Il 25 ottobre scorso, a Torino-Valdocco, si è ritrovata la commissione mista del Piemonte (vescovi, vicari episcopali, Cism, Usmi e Istituti secolari) per un primo confronto sull’eventuale redazione di una “Dichiarazione d’intenti” analoga a quella approvata, nel gennaio del 2010, dalla commissione mista del Triveneto. Dopo alcune parole introduttive del vescovo di Saluzzo, mons. Giuseppe Guerrini, incaricato per la VC, e dopo il saluto dei presidenti nazionali Cism e Usmi (don Alberto Lorenzelli e madre Viviana Ballarin), p. Pier Luigi Nava, monfortano, della presidenza nazionale della Cism, ha approfondito il tema di una “nuova cultura” nei rapporti tra Chiesa locale e VC.
La tematizzazione di questo rapporto, ha esordito, è piuttosto recente. Si è sviluppata a partire soprattutto dalla Ecclesiologia di comunione del Vaticano II. «Quando la Chiesa universale prevaleva fino al punto che la Chiesa locale era appena riconosciuta come entità geografica, ha detto rifacendosi a una riflessione di p. Gerardo Cardaropoli, i religiosi si trovavano pienamente a loro agio, perché erano a servizio della Chiesa universale. Adesso invece che la Chiesa locale non solamente è stata riscoperta, ma ha prevalso sulla Chiesa universale, essi si trovano disorientati non essendo inseriti pienamente nella Chiesa locale e essendo diminuito il loro impatto sulla Chiesa universale».
Anche secondo p. Tillard, grazie al concilio, le comunità religiose hanno potuto «prendere coscienza del vero significato della loro appartenenza alla Chiesa di Dio, della loro autentica “comunione” con il popolo di Dio». Per essere in una Chiesa «non basta lavorare per essa. Bisogna vivere di essa».
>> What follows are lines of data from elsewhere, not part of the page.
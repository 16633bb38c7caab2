use chrono::NaiveDate;
use serde::{Deserialize, Serialize};

#[derive(Clone, Debug, PartialEq, Eq, Hash, Serialize, Deserialize)]
pub struct ProductId(pub String);

impl ProductId {
    pub fn as_str(&self) -> &str {
        &self.0
    }
}

/// One product's inventory snapshot as read from the inventory store.
///
/// The engine only reads these; any deduction it reports is hypothetical.
#[derive(Clone, Debug, PartialEq, Eq, Serialize, Deserialize)]
pub struct StockItem {
    pub product_id: ProductId,
    pub quantity_on_hand: u32,
    pub min_stock: u32,
    /// Informational capacity bound; never enforced during evaluation.
    pub max_stock: u32,
    /// `None` means the product does not expire.
    pub expiry_date: Option<NaiveDate>,
    pub is_active: bool,
}

impl StockItem {
    /// Days between `today` and the expiry date, at date granularity.
    /// Negative once expired; `None` when the item carries no expiry.
    pub fn days_until_expiry(&self, today: NaiveDate) -> Option<i64> {
        self.expiry_date.map(|expiry| (expiry - today).num_days())
    }
}

#[derive(Clone, Copy, Debug, PartialEq, Eq, Serialize, Deserialize)]
#[serde(rename_all = "snake_case")]
pub enum StockStatus {
    Inactive,
    Expired,
    OutOfStock,
    InsufficientStock,
    ExpiringSoon,
    LowStock,
    Available,
}

impl StockStatus {
    /// Blocking statuses deny the request outright; the rest grant it
    /// (possibly with warnings attached).
    pub fn is_blocking(self) -> bool {
        matches!(
            self,
            StockStatus::Inactive
                | StockStatus::Expired
                | StockStatus::OutOfStock
                | StockStatus::InsufficientStock
        )
    }
}
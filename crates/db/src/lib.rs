pub mod connection;
pub mod fixtures;
pub mod migrations;
pub mod repositories;

pub use connection::{connect, connect_with_settings, DbPool};
pub use fixtures::{ItemSeedInfo, SeedResult, StockSeedDataset, VerificationResult};
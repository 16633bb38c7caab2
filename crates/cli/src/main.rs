use std::process::ExitCode;

fn main() -> ExitCode {
    stocky_cli::run()
}
use chrono::{NaiveDate, Utc};

/// Date source injected into the batch layer so evaluation never reads
/// ambient time. Date granularity only; time of day is irrelevant to
/// expiry rules.
pub trait Clock: Send + Sync {
    fn today(&self) -> NaiveDate;
}

/// Production clock: the current UTC calendar date.
#[derive(Clone, Copy, Debug, Default)]
pub struct SystemClock;

impl Clock for SystemClock {
    fn today(&self) -> NaiveDate {
        Utc::now().date_naive()
    }
}

/// Pins "today" to a known date. Used by tests and diagnostics that need
/// reproducible expiry arithmetic.
#[derive(Clone, Copy, Debug)]
pub struct FixedClock {
    today: NaiveDate,
}

impl FixedClock {
    pub fn new(today: NaiveDate) -> Self {
        Self { today }
    }
}

impl Clock for FixedClock {
    fn today(&self) -> NaiveDate {
        self.today
    }
}

#[cfg(test)]
mod tests {
    use chrono::NaiveDate;

    use super::{Clock, FixedClock};

    #[test]
    fn fixed_clock_returns_the_pinned_date() {
        let date = NaiveDate::from_ymd_opt(2026, 1, 15).expect("date");
        assert_eq!(FixedClock::new(date).today(), date);
    }
}
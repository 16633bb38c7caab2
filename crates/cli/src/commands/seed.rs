use crate::commands::CommandResult;
use stocky_core::config::{AppConfig, LoadOptions};
use stocky_db::{connect, migrations, StockSeedDataset};

pub fn run() -> CommandResult {
    let config = match AppConfig::load(LoadOptions::default()) {
        Ok(config) => config,
        Err(error) => {
            return CommandResult::failure(
                "seed",
                "config_validation",
                format!("configuration issue: {error}"),
                2,
            );
        }
    };

    let runtime = match tokio::runtime::Builder::new_current_thread().enable_all().build() {
        Ok(runtime) => runtime,
        Err(error) => {
            return CommandResult::failure(
                "seed",
                "runtime_init",
                format!("failed to initialize async runtime: {error}"),
                1,
            );
        }
    };

    let result = runtime.block_on(async {
        let pool = connect(&config.database)
            .await
            .map_err(|error| ("db_connectivity", error.to_string(), 1u8))?;

        migrations::run_pending(&pool)
            .await
            .map_err(|error| ("migration", error.to_string(), 1u8))?;

        let seed_result = StockSeedDataset::load(&pool)
            .await
            .map_err(|error| ("seed_execution", error.to_string(), 1u8))?;

        let verification = StockSeedDataset::verify(&pool)
            .await
            .map_err(|error| ("seed_verification", error.to_string(), 1u8))?;

        let run_result: Result<SeedOutput, (&'static str, String, u8)> =
            if !verification.all_present {
                let failed_checks = verification
                    .checks
                    .iter()
                    .filter_map(|(check, passed)| (!passed).then_some(*check))
                    .collect::<Vec<_>>();
                let message = if failed_checks.is_empty() {
                    "Some seed data failed to load".to_string()
                } else {
                    format!("Seed verification failed for checks: {}", failed_checks.join(", "))
                };
                Err(("seed_verification", message, 1u8))
            } else {
                Ok(SeedOutput { items: seed_result.items_seeded })
            };

        pool.close().await;
        run_result
    });

    match result {
        Ok(output) => {
            let item_descriptions: Vec<String> = output
                .items
                .iter()
                .map(|item| format!("  - {}: {} ({})", item.scenario, item.product_id, item.description))
                .collect();
            let message = format!(
                "stock seed dataset loaded for {} deterministic scenarios:\n{}",
                output.items.len(),
                item_descriptions.join("\n")
            );
            tracing::info!(
                event_name = "cli.seed.completed",
                items_seeded = output.items.len(),
                "stock seed dataset loaded"
            );
            CommandResult::success("seed", message)
        }
        Err((error_class, message, exit_code)) => {
            CommandResult::failure("seed", error_class, message, exit_code)
        }
    }
}

struct SeedOutput {
    items: Vec<stocky_db::ItemSeedInfo>,
}

#[cfg(test)]
mod tests {
    #[test]
    fn verification_error_message_targets_failed_checks() {
        let checks = [
            ("seeded-row-count", true),
            ("sku-olive-oil-1l", false),
            ("sku-promo-hamper-2023", false),
        ];

        let failed_checks = checks
            .iter()
            .filter_map(|(check, passed)| (!passed).then_some(*check))
            .collect::<Vec<_>>();

        let message = if failed_checks.is_empty() {
            "Some seed data failed to load".to_string()
        } else {
            format!("Seed verification failed for checks: {}", failed_checks.join(", "))
        };

        assert_eq!(
            message,
            "Seed verification failed for checks: sku-olive-oil-1l, sku-promo-hamper-2023"
        );
    }

    #[test]
    fn verification_error_message_falls_back_to_generic_when_no_labels() {
        let checks = [("seeded-row-count", true), ("sku-dry-rice-25kg", true)];

        let failed_checks = checks
            .iter()
            .filter_map(|(check, passed)| (!passed).then_some(*check))
            .collect::<Vec<_>>();
        let message = if failed_checks.is_empty() {
            "Some seed data failed to load".to_string()
        } else {
            format!("Seed verification failed for checks: {}", failed_checks.join(", "))
        };

        assert_eq!(message, "Some seed data failed to load");
    }
}
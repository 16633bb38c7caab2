use std::time::Duration;

use sqlx::sqlite::SqlitePoolOptions;

use stocky_core::config::DatabaseConfig;

pub type DbPool = sqlx::SqlitePool;

/// Opens a pool using the settings carried by the `[database]` config
/// section.
pub async fn connect(config: &DatabaseConfig) -> Result<DbPool, sqlx::Error> {
    connect_with_settings(&config.url, config.max_connections, config.timeout_secs).await
}

pub async fn connect_with_settings(
    database_url: &str,
    max_connections: u32,
    timeout_secs: u64,
) -> Result<DbPool, sqlx::Error> {
    SqlitePoolOptions::new()
        .max_connections(max_connections.max(1))
        .acquire_timeout(Duration::from_secs(timeout_secs.max(1)))
        .after_connect(|conn, _meta| {
            Box::pin(async move {
                sqlx::query("PRAGMA foreign_keys = ON").execute(&mut *conn).await?;
                sqlx::query("PRAGMA journal_mode = WAL").execute(&mut *conn).await?;
                sqlx::query("PRAGMA busy_timeout = 5000").execute(&mut *conn).await?;
                Ok(())
            })
        })
        .connect(database_url)
        .await
}
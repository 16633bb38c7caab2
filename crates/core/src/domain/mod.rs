pub mod stock;
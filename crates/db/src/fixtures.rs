use crate::connection::DbPool;
use crate::repositories::RepositoryError;
use sqlx::Executor;

/// Canonical seed items for the deterministic stock-check scenarios covered
/// by demos and end-to-end tests.
const SEED_ITEMS: &[SeedStockItem] = &[
    SeedStockItem {
        product_id: "sku-dry-rice-25kg",
        scenario: "steady",
        quantity_on_hand: 240,
        min_stock: 40,
        max_stock: 600,
        expiry_date: None,
        is_active: true,
        description: "High-volume staple with healthy stock and no expiry",
    },
    SeedStockItem {
        product_id: "sku-olive-oil-1l",
        scenario: "reorder_edge",
        quantity_on_hand: 18,
        min_stock: 24,
        max_stock: 200,
        expiry_date: None,
        is_active: true,
        description: "Already below its minimum level, so any draw flags low stock",
    },
    SeedStockItem {
        product_id: "sku-espresso-beans-1kg",
        scenario: "out_of_stock",
        quantity_on_hand: 0,
        min_stock: 12,
        max_stock: 150,
        expiry_date: None,
        is_active: true,
        description: "Empty shelf awaiting replenishment",
    },
    SeedStockItem {
        product_id: "sku-uht-milk-6pk",
        scenario: "expired",
        quantity_on_hand: 72,
        min_stock: 20,
        max_stock: 160,
        expiry_date: Some("2024-11-30"),
        is_active: true,
        description: "Stock on hand but past its expiry date",
    },
    SeedStockItem {
        product_id: "sku-canned-tomato-12pk",
        scenario: "long_dated",
        quantity_on_hand: 96,
        min_stock: 30,
        max_stock: 320,
        expiry_date: Some("2099-12-31"),
        is_active: true,
        description: "Carries an expiry far outside any advisory window",
    },
    SeedStockItem {
        product_id: "sku-promo-hamper-2023",
        scenario: "inactive",
        quantity_on_hand: 55,
        min_stock: 5,
        max_stock: 80,
        expiry_date: Some("2023-12-24"),
        is_active: false,
        description: "Delisted seasonal bundle, blocked regardless of stock",
    },
];

/// Deterministic seed dataset covering every rule path of the stock-check
/// engine.
///
/// Provides fixtures for:
/// 1. Steady and reorder-edge stock levels
/// 2. Out-of-stock and expired items
/// 3. Long-dated and inactive items
pub struct StockSeedDataset;

impl StockSeedDataset {
    /// SQL fixture content for the stock seed data.
    pub const SQL: &str = include_str!("../../../config/fixtures/stock_seed_data.sql");

    /// Load the seed dataset into the database. Reloading is safe: every row
    /// upserts on `product_id`.
    pub async fn load(pool: &DbPool) -> Result<SeedResult, RepositoryError> {
        let mut tx = pool.begin().await?;

        tx.execute(sqlx::query(Self::SQL)).await?;
        tx.commit().await?;

        let items_seeded = SEED_ITEMS
            .iter()
            .map(|item| ItemSeedInfo {
                product_id: item.product_id,
                scenario: item.scenario,
                description: item.description,
            })
            .collect::<Vec<_>>();

        Ok(SeedResult { items_seeded })
    }

    /// Verify that seed data exists and matches the contract column for
    /// column.
    pub async fn verify(pool: &DbPool) -> Result<VerificationResult, RepositoryError> {
        let mut checks = Vec::new();

        let quoted_ids = sql_array_from_ids(&seed_product_ids());
        let expected_total = SEED_ITEMS.len() as i64;
        let seeded_count: i64 = sqlx::query_scalar(&format!(
            "SELECT COUNT(1) FROM stock_item WHERE product_id IN {quoted_ids}"
        ))
        .fetch_one(pool)
        .await?;
        checks.push(("seeded-row-count", seeded_count == expected_total));

        for item in SEED_ITEMS {
            // `expiry_date IS ?5` so a NULL contract value matches a NULL
            // column.
            let row_matches: i64 = sqlx::query_scalar(
                "SELECT EXISTS(
                    SELECT 1 FROM stock_item
                    WHERE product_id = ?1
                      AND quantity_on_hand = ?2
                      AND min_stock = ?3
                      AND max_stock = ?4
                      AND expiry_date IS ?5
                      AND is_active = ?6
                 )",
            )
            .bind(item.product_id)
            .bind(i64::from(item.quantity_on_hand))
            .bind(i64::from(item.min_stock))
            .bind(i64::from(item.max_stock))
            .bind(item.expiry_date)
            .bind(item.is_active)
            .fetch_one(pool)
            .await?;
            checks.push((item.product_id, row_matches == 1));
        }

        let all_present = checks.iter().all(|(_, exists)| *exists);
        Ok(VerificationResult { all_present, checks })
    }

    /// Clean up seeded rows from a test database. Rows outside the seed
    /// contract are left alone.
    pub async fn clean(pool: &DbPool) -> Result<(), RepositoryError> {
        let mut tx = pool.begin().await?;

        let quoted_ids = sql_array_from_ids(&seed_product_ids());
        sqlx::query(&format!("DELETE FROM stock_item WHERE product_id IN {quoted_ids}"))
            .execute(&mut *tx)
            .await?;

        tx.commit().await?;
        Ok(())
    }
}

#[derive(Debug, Clone, Copy)]
struct SeedStockItem {
    product_id: &'static str,
    scenario: &'static str,
    quantity_on_hand: u32,
    min_stock: u32,
    max_stock: u32,
    expiry_date: Option<&'static str>,
    is_active: bool,
    description: &'static str,
}

fn seed_product_ids() -> Vec<&'static str> {
    SEED_ITEMS.iter().map(|item| item.product_id).collect()
}

fn sql_array_from_ids(ids: &[&str]) -> String {
    let quoted = ids.iter().map(|id| format!("'{}'", id)).collect::<Vec<_>>().join(",");
    format!("({quoted})")
}

#[derive(Debug)]
pub struct SeedResult {
    pub items_seeded: Vec<ItemSeedInfo>,
}

#[derive(Debug)]
pub struct ItemSeedInfo {
    pub product_id: &'static str,
    pub scenario: &'static str,
    pub description: &'static str,
}

#[derive(Debug)]
pub struct VerificationResult {
    pub all_present: bool,
    pub checks: Vec<(&'static str, bool)>,
}
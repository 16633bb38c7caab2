pub mod commands;
pub mod logging;

use clap::{Parser, Subcommand};
use std::process::ExitCode;

use stocky_core::config::{AppConfig, LoadOptions};

#[derive(Debug, Parser)]
#[command(
    name = "stocky",
    about = "Stocky inventory stock-check CLI",
    long_about = "Validate stock requests against the inventory database, manage migrations and seeds, and inspect runtime readiness.",
    after_help = "Examples:\n  stocky check sku-dry-rice-25kg:10 sku-olive-oil-1l:30\n  stocky migrate\n  stocky doctor --json"
)]
pub struct Cli {
    #[command(subcommand)]
    command: Command,
}

#[derive(Debug, Subcommand)]
enum Command {
    #[command(about = "Run a batch stock check and print the result as JSON")]
    Check {
        #[arg(
            required = true,
            value_name = "PRODUCT_ID:QUANTITY",
            help = "Items to check, e.g. sku-dry-rice-25kg:10"
        )]
        items: Vec<String>,
    },
    #[command(about = "Apply pending database migrations and return structured status output")]
    Migrate,
    #[command(about = "Load the deterministic stock scenario seed dataset")]
    Seed,
    #[command(
        about = "Inspect effective configuration values with source attribution per field"
    )]
    Config,
    #[command(about = "Validate config and run database readiness checks")]
    Doctor {
        #[arg(long, help = "Emit machine-readable JSON output")]
        json: bool,
    },
}

pub fn run() -> ExitCode {
    let cli = Cli::parse();

    // Logging is best effort here. A broken config still reaches the
    // command, which reports it as a structured failure.
    if let Ok(config) = AppConfig::load(LoadOptions::default()) {
        logging::init_logging(&config.logging);
    }

    let result = match cli.command {
        Command::Check { items } => commands::check::run(&items),
        Command::Migrate => commands::migrate::run(),
        Command::Seed => commands::seed::run(),
        Command::Config => {
            commands::CommandResult { exit_code: 0, output: commands::config::run() }
        }
        Command::Doctor { json } => {
            commands::CommandResult { exit_code: 0, output: commands::doctor::run(json) }
        }
    };

    println!("{}", result.output);
    ExitCode::from(result.exit_code)
}
pub mod check;
pub mod config;
pub mod doctor;
pub mod migrate;
pub mod seed;

use serde::Serialize;

#[derive(Debug, Clone)]
pub struct CommandResult {
    pub exit_code: u8,
    pub output: String,
}

#[derive(Debug, Serialize)]
struct CommandOutcome {
    command: String,
    status: String,
    error_class: Option<String>,
    message: String,
}

impl CommandResult {
    pub fn success(command: &str, message: impl Into<String>) -> Self {
        let payload = CommandOutcome {
            command: command.to_string(),
            status: "ok".to_string(),
            error_class: None,
            message: message.into(),
        };
        Self { exit_code: 0, output: serialize_payload(payload) }
    }

    pub fn failure(
        command: &str,
        error_class: &str,
        message: impl Into<String>,
        exit_code: u8,
    ) -> Self {
        let payload = CommandOutcome {
            command: command.to_string(),
            status: "error".to_string(),
            error_class: Some(error_class.to_string()),
            message: message.into(),
        };
        Self { exit_code, output: serialize_payload(payload) }
    }
}

fn serialize_payload(payload: CommandOutcome) -> String {
    serde_json::to_string(&payload).unwrap_or_else(|error| {
        format!(
            "{{\"command\":\"unknown\",\"status\":\"error\",\"error_class\":\"serialization\",\"message\":\"{}\"}}",
            error.to_string().replace('\\', "\\\\").replace('"', "\\\"")
        )
    })
}
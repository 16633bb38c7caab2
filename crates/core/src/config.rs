use std::env;
use std::fs;
use std::path::{Path, PathBuf};

use serde::{Deserialize, Serialize};
use thiserror::Error;

use crate::rules::EvaluatorConfig;

#[derive(Clone, Debug)]
pub struct AppConfig {
    pub database: DatabaseConfig,
    pub engine: EngineConfig,
    pub logging: LoggingConfig,
}

#[derive(Clone, Debug)]
pub struct DatabaseConfig {
    pub url: String,
    pub max_connections: u32,
    pub timeout_secs: u64,
}

#[derive(Clone, Debug)]
pub struct EngineConfig {
    pub expiring_soon_window_days: i64,
}

impl EngineConfig {
    pub fn evaluator_config(&self) -> EvaluatorConfig {
        EvaluatorConfig { expiring_soon_window_days: self.expiring_soon_window_days }
    }
}

#[derive(Clone, Debug)]
pub struct LoggingConfig {
    pub level: String,
    pub format: LogFormat,
}

#[derive(Clone, Copy, Debug, PartialEq, Eq, Serialize, Deserialize)]
#[serde(rename_all = "snake_case")]
pub enum LogFormat {
    Compact,
    Pretty,
    Json,
}

#[derive(Clone, Debug, Default)]
pub struct ConfigOverrides {
    pub database_url: Option<String>,
    pub log_level: Option<String>,
    pub expiring_soon_window_days: Option<i64>,
}

#[derive(Clone, Debug, Default)]
pub struct LoadOptions {
    pub config_path: Option<PathBuf>,
    pub require_file: bool,
    pub overrides: ConfigOverrides,
}

#[derive(Debug, Error)]
pub enum ConfigError {
    #[error("could not read config file `{path}`: {source}")]
    ReadFile { path: PathBuf, source: std::io::Error },
    #[error("could not parse config file `{path}`: {source}")]
    ParseFile { path: PathBuf, source: toml::de::Error },
    #[error("required config file was not found: `{0}`")]
    MissingConfigFile(PathBuf),
    #[error("environment variable interpolation failed for `{var}`")]
    MissingEnvInterpolation { var: String },
    #[error("unterminated environment interpolation expression")]
    UnterminatedInterpolation,
    #[error("invalid environment override for `{key}`: `{value}`")]
    InvalidEnvOverride { key: String, value: String },
    #[error("configuration validation failed: {0}")]
    Validation(String),
}

impl Default for AppConfig {
    fn default() -> Self {
        Self {
            database: DatabaseConfig {
                url: "sqlite://stocky.db".to_string(),
                max_connections: 5,
                timeout_secs: 30,
            },
            engine: EngineConfig {
                expiring_soon_window_days: EvaluatorConfig::default().expiring_soon_window_days,
            },
            logging: LoggingConfig { level: "info".to_string(), format: LogFormat::Compact },
        }
    }
}

impl std::str::FromStr for LogFormat {
    type Err = ConfigError;

    fn from_str(value: &str) -> Result<Self, Self::Err> {
        match value.trim().to_ascii_lowercase().as_str() {
            "compact" => Ok(Self::Compact),
            "pretty" => Ok(Self::Pretty),
            "json" => Ok(Self::Json),
            other => Err(ConfigError::Validation(format!(
                "unsupported log format `{other}` (expected compact|pretty|json)"
            ))),
        }
    }
}

impl AppConfig {
    pub fn load(options: LoadOptions) -> Result<Self, ConfigError> {
        let mut config = Self::default();
        let maybe_path = resolve_config_path(options.config_path.as_deref());

        if let Some(path) = maybe_path {
            let patch = read_patch(&path)?;
            config.apply_patch(patch);
        } else if options.require_file {
            let expected = options.config_path.unwrap_or_else(|| PathBuf::from("stocky.toml"));
            return Err(ConfigError::MissingConfigFile(expected));
        }

        config.apply_env_overrides()?;
        config.apply_overrides(options.overrides);
        config.validate()?;

        Ok(config)
    }

    fn apply_patch(&mut self, patch: ConfigPatch) {
        if let Some(database) = patch.database {
            if let Some(url) = database.url {
                self.database.url = url;
            }
            if let Some(max_connections) = database.max_connections {
                self.database.max_connections = max_connections;
            }
            if let Some(timeout_secs) = database.timeout_secs {
                self.database.timeout_secs = timeout_secs;
            }
        }

        if let Some(engine) = patch.engine {
            if let Some(window) = engine.expiring_soon_window_days {
                self.engine.expiring_soon_window_days = window;
            }
        }

        if let Some(logging) = patch.logging {
            if let Some(level) = logging.level {
                self.logging.level = level;
            }
            if let Some(format) = logging.format {
                self.logging.format = format;
            }
        }
    }

    fn apply_env_overrides(&mut self) -> Result<(), ConfigError> {
        if let Some(value) = read_env("STOCKY_DATABASE_URL") {
            self.database.url = value;
        }
        if let Some(value) = read_env("STOCKY_DATABASE_MAX_CONNECTIONS") {
            self.database.max_connections = parse_u32("STOCKY_DATABASE_MAX_CONNECTIONS", &value)?;
        }
        if let Some(value) = read_env("STOCKY_DATABASE_TIMEOUT_SECS") {
            self.database.timeout_secs = parse_u64("STOCKY_DATABASE_TIMEOUT_SECS", &value)?;
        }

        if let Some(value) = read_env("STOCKY_ENGINE_EXPIRING_SOON_WINDOW_DAYS") {
            self.engine.expiring_soon_window_days =
                parse_i64("STOCKY_ENGINE_EXPIRING_SOON_WINDOW_DAYS", &value)?;
        }

        let log_level = read_env("STOCKY_LOGGING_LEVEL").or_else(|| read_env("STOCKY_LOG_LEVEL"));
        if let Some(value) = log_level {
            self.logging.level = value;
        }
        let log_format =
            read_env("STOCKY_LOGGING_FORMAT").or_else(|| read_env("STOCKY_LOG_FORMAT"));
        if let Some(value) = log_format {
            self.logging.format = value.parse()?;
        }

        Ok(())
    }

    fn apply_overrides(&mut self, overrides: ConfigOverrides) {
        if let Some(database_url) = overrides.database_url {
            self.database.url = database_url;
        }
        if let Some(log_level) = overrides.log_level {
            self.logging.level = log_level;
        }
        if let Some(window) = overrides.expiring_soon_window_days {
            self.engine.expiring_soon_window_days = window;
        }
    }

    pub fn validate(&self) -> Result<(), ConfigError> {
        validate_database(&self.database)?;
        validate_engine(&self.engine)?;
        validate_logging(&self.logging)?;
        Ok(())
    }
}

fn resolve_config_path(explicit_path: Option<&Path>) -> Option<PathBuf> {
    if let Some(path) = explicit_path {
        return path.exists().then_some(path.to_path_buf());
    }

    [PathBuf::from("stocky.toml"), PathBuf::from("config/stocky.toml")]
        .into_iter()
        .find(|path| path.exists())
}

fn read_patch(path: &Path) -> Result<ConfigPatch, ConfigError> {
    let raw = fs::read_to_string(path)
        .map_err(|source| ConfigError::ReadFile { path: path.to_path_buf(), source })?;

    let interpolated = interpolate_env_vars(&raw)?;
    toml::from_str::<ConfigPatch>(&interpolated)
        .map_err(|source| ConfigError::ParseFile { path: path.to_path_buf(), source })
}

fn interpolate_env_vars(input: &str) -> Result<String, ConfigError> {
    let mut output = String::with_capacity(input.len());
    let mut chars = input.chars().peekable();

    while let Some(ch) = chars.next() {
        if ch == '$' && matches!(chars.peek(), Some('{')) {
            chars.next();
            let mut key = String::new();

            loop {
                match chars.next() {
                    Some('}') => break,
                    Some(next) => key.push(next),
                    None => return Err(ConfigError::UnterminatedInterpolation),
                }
            }

            let value = env::var(&key)
                .map_err(|_| ConfigError::MissingEnvInterpolation { var: key.clone() })?;
            output.push_str(&value);
            continue;
        }

        output.push(ch);
    }

    Ok(output)
}

fn validate_database(database: &DatabaseConfig) -> Result<(), ConfigError> {
    let url = database.url.trim();
    let sqlite_url =
        url.starts_with("sqlite://") || url.starts_with("sqlite::") || url == ":memory:";
    if !sqlite_url {
        return Err(ConfigError::Validation(
            "database.url must be a sqlite URL (`sqlite://...`, `sqlite::...`, or `:memory:`)"
                .to_string(),
        ));
    }

    if database.max_connections == 0 {
        return Err(ConfigError::Validation(
            "database.max_connections must be greater than zero".to_string(),
        ));
    }

    if database.timeout_secs == 0 || database.timeout_secs > 300 {
        return Err(ConfigError::Validation(
            "database.timeout_secs must be in range 1..=300".to_string(),
        ));
    }

    Ok(())
}

fn validate_engine(engine: &EngineConfig) -> Result<(), ConfigError> {
    if !(1..=3650).contains(&engine.expiring_soon_window_days) {
        return Err(ConfigError::Validation(
            "engine.expiring_soon_window_days must be in range 1..=3650".to_string(),
        ));
    }

    Ok(())
}

fn validate_logging(logging: &LoggingConfig) -> Result<(), ConfigError> {
    let level = logging.level.trim().to_ascii_lowercase();
    match level.as_str() {
        "trace" | "debug" | "info" | "warn" | "error" => Ok(()),
        _ => Err(ConfigError::Validation(
            "logging.level must be one of trace|debug|info|warn|error".to_string(),
        )),
    }
}

fn read_env(key: &str) -> Option<String> {
    env::var(key).ok().filter(|value| !value.trim().is_empty())
}

fn parse_u32(key: &str, value: &str) -> Result<u32, ConfigError> {
    value.parse::<u32>().map_err(|_| ConfigError::InvalidEnvOverride {
        key: key.to_string(),
        value: value.to_string(),
    })
}

fn parse_u64(key: &str, value: &str) -> Result<u64, ConfigError> {
    value.parse::<u64>().map_err(|_| ConfigError::InvalidEnvOverride {
        key: key.to_string(),
        value: value.to_string(),
    })
}

fn parse_i64(key: &str, value: &str) -> Result<i64, ConfigError> {
    value.parse::<i64>().map_err(|_| ConfigError::InvalidEnvOverride {
        key: key.to_string(),
        value: value.to_string(),
    })
}

#[derive(Debug, Default, Deserialize)]
struct ConfigPatch {
    database: Option<DatabasePatch>,
    engine: Option<EnginePatch>,
    logging: Option<LoggingPatch>,
}

#[derive(Debug, Default, Deserialize)]
struct DatabasePatch {
    url: Option<String>,
    max_connections: Option<u32>,
    timeout_secs: Option<u64>,
}

#[derive(Debug, Default, Deserialize)]
struct EnginePatch {
    expiring_soon_window_days: Option<i64>,
}

#[derive(Debug, Default, Deserialize)]
struct LoggingPatch {
    level: Option<String>,
    format: Option<LogFormat>,
}
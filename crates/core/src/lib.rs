pub mod batch;
pub mod clock;
pub mod config;
pub mod domain;
pub mod errors;
pub mod rules;

pub use batch::{
    validate_requests, BatchError, BatchResult, BatchStockChecker, BatchSummary, CheckedItem,
    RawStockCheckRequest, StockCheckRequest, StockItemLookup,
};
pub use clock::{Clock, FixedClock, SystemClock};
pub use config::{
    AppConfig, ConfigError, ConfigOverrides, DatabaseConfig, EngineConfig, LoadOptions, LogFormat,
    LoggingConfig,
};
pub use domain::stock::{ProductId, StockItem, StockStatus};
pub use errors::{RequestValidationError, StockLookupError};
pub use rules::{
    evaluate_stock_request, DeterministicStockRuleEvaluator, EvaluatorConfig, StockRuleEvaluator,
    StockValidationResult,
};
Le inascoltate “Mutuae relationes”


Se è stato possibile instaurare rapporti autentici di comunione e di collaborazione con vescovi, sacerdoti e laici, lo si deve, almeno in parte, anche alle stimolazioni di un documento come Mutuae relationes (1978), sicuramente il più impegnativo sul nostro argomento. Purtroppo le lucide chiarificazioni di questo testo, ha commentato p. Nava, «non sempre sono state ascoltate fino in fondo». Nonostante tutti i bei documenti postconciliari sulla VC, anche per quanto concerne il rapporto tra Chiesa locale e VC, sopravvive ancora oggi una “situazioni di stallo” che «non può essere banalmente imputabile né a presunte sopraffazioni da una parte né a sistematiche latitanze dall’altra».
Il più delle volte il rapporto VC e Chiesa locale continua ad essere di «buona vicinanza e di cordiale collaborazione». Ci si pensa sostanzialmente l’uno di fronte all’altro, senza cogliere l’importanza di «una reciproca appartenenza, quella cioè, come aveva osservato il card. Martini, della comunità religiosa che è Chiesa con la Chiesa locale, e quella della Chiesa locale che si realizza anche attraverso i consacrati».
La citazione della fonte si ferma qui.